--- Entries supplied ---

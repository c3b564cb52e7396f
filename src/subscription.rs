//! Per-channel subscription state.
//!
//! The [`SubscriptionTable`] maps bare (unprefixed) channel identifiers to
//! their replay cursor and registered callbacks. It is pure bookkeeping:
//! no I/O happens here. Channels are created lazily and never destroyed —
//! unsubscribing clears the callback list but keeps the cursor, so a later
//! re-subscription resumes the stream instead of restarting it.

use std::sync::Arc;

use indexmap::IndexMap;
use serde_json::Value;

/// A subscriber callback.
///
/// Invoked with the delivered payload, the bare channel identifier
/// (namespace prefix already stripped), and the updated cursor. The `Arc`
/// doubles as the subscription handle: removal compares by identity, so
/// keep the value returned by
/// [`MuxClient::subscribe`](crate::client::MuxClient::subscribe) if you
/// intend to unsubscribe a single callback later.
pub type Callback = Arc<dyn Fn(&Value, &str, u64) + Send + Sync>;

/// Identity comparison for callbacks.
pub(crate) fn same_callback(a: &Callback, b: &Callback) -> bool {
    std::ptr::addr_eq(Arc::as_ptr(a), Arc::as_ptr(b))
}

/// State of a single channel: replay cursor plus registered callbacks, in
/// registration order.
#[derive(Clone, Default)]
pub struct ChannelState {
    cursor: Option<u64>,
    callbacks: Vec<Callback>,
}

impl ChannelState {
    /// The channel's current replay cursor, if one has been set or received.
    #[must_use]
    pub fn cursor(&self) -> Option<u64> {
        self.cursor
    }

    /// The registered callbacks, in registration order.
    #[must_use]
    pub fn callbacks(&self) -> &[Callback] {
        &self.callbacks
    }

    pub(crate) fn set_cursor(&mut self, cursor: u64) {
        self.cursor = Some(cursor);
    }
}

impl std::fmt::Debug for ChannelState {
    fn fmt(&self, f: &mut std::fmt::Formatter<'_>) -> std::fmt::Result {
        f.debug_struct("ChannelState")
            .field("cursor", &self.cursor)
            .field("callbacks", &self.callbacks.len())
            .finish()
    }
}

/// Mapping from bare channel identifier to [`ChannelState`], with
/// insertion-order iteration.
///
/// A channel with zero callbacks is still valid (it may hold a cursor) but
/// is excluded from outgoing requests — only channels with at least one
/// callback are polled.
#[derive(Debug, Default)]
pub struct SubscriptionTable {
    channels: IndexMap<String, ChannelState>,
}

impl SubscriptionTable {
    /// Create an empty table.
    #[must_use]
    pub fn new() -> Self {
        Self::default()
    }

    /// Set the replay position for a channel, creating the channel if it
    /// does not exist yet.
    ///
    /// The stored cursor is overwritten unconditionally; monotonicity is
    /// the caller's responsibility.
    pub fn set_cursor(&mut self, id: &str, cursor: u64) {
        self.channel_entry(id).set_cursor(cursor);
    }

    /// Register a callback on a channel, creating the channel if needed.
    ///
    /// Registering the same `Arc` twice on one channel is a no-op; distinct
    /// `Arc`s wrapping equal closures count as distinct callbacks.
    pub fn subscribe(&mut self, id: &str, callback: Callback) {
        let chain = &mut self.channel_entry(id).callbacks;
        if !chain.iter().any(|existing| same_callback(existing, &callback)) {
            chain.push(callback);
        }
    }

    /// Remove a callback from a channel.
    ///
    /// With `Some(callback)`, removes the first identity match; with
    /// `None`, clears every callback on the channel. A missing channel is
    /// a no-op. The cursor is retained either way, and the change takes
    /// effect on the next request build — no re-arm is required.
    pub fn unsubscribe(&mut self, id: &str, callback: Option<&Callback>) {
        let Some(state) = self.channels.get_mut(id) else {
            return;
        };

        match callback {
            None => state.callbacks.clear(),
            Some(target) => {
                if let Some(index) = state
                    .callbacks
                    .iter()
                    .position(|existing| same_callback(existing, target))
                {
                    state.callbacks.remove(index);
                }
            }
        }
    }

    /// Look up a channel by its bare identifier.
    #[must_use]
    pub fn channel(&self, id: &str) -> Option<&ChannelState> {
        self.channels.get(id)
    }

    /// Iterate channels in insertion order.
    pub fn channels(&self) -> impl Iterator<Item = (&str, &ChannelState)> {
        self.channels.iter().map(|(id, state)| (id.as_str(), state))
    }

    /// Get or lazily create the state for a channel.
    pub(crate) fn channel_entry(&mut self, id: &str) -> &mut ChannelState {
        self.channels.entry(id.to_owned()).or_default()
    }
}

---

Task objective:
Could you copy out every line in the listing where the word "impl" appears?

Result of the task:
impl ChannelState {
impl std::fmt::Debug for ChannelState {
impl SubscriptionTable {
    pub fn channels(&self) -> impl Iterator<Item = (&str, &ChannelState)> {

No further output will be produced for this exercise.